● The data
____________________

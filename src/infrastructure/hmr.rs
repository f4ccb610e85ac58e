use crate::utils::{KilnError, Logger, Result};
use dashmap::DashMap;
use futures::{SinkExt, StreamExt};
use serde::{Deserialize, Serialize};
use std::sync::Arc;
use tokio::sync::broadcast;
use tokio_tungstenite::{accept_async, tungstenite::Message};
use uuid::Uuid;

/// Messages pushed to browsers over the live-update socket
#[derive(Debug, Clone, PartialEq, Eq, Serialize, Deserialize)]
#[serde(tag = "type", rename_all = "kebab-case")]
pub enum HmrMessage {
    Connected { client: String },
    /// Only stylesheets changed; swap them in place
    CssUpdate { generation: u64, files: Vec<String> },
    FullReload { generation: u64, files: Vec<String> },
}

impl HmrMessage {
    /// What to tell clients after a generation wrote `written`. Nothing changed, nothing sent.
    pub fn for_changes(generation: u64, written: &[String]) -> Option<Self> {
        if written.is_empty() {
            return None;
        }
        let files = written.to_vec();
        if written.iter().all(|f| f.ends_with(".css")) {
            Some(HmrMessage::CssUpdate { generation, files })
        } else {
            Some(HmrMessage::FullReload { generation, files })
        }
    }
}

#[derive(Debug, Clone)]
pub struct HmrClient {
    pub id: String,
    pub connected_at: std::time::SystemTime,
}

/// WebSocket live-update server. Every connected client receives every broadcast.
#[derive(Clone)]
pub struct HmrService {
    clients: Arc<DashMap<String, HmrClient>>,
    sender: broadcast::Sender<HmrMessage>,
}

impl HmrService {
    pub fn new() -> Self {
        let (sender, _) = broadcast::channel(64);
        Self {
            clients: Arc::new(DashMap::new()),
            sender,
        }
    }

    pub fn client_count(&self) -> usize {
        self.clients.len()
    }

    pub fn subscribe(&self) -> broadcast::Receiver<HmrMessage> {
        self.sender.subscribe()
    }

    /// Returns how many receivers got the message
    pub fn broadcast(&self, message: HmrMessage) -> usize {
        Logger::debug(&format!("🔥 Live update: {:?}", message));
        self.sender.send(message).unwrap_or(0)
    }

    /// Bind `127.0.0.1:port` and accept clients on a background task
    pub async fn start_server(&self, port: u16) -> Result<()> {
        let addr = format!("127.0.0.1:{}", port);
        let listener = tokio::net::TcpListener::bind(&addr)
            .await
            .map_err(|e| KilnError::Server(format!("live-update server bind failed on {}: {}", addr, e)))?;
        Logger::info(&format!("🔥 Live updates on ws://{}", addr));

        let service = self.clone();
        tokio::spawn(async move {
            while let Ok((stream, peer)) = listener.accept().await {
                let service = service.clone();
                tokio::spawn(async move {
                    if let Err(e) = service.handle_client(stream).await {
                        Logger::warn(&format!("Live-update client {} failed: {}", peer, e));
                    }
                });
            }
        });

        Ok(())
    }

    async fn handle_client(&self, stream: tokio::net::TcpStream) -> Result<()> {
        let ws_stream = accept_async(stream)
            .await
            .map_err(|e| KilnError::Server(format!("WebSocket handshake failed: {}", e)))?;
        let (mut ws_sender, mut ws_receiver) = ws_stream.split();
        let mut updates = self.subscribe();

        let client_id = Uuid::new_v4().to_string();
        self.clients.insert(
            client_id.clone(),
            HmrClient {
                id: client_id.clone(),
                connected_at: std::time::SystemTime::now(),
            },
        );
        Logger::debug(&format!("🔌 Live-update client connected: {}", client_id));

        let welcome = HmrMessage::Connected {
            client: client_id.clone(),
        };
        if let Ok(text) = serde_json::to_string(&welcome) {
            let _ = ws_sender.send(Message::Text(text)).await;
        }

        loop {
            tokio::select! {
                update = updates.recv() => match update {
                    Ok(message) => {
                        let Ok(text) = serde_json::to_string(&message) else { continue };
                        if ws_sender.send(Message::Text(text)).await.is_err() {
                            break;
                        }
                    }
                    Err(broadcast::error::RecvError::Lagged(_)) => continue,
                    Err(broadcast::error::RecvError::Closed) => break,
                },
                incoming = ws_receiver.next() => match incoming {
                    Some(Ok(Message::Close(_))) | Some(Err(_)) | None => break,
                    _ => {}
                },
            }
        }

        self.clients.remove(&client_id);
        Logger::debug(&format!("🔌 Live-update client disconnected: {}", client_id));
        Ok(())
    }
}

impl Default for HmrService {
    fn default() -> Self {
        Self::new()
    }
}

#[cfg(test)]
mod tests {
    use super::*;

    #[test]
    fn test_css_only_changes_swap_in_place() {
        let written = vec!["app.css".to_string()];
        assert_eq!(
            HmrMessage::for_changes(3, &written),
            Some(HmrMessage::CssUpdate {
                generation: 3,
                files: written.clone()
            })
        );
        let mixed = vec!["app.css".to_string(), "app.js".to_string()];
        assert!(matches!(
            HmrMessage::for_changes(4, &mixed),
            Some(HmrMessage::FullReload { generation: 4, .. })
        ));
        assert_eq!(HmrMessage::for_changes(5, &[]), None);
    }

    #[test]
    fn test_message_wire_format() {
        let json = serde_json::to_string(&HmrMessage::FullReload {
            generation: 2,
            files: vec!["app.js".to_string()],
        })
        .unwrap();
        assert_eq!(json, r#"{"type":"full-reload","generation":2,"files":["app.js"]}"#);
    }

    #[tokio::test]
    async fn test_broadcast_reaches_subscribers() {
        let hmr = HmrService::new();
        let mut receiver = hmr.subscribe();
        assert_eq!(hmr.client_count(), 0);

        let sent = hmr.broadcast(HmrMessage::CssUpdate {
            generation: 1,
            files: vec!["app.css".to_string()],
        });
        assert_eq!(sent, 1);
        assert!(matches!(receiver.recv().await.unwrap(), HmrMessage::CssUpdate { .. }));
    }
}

____________________

● About this exercise
Track down every line of the material containing the string "else", and copy it.

● Final answer
        } else {
                        let Ok(text) = serde_json::to_string(&message) else { continue };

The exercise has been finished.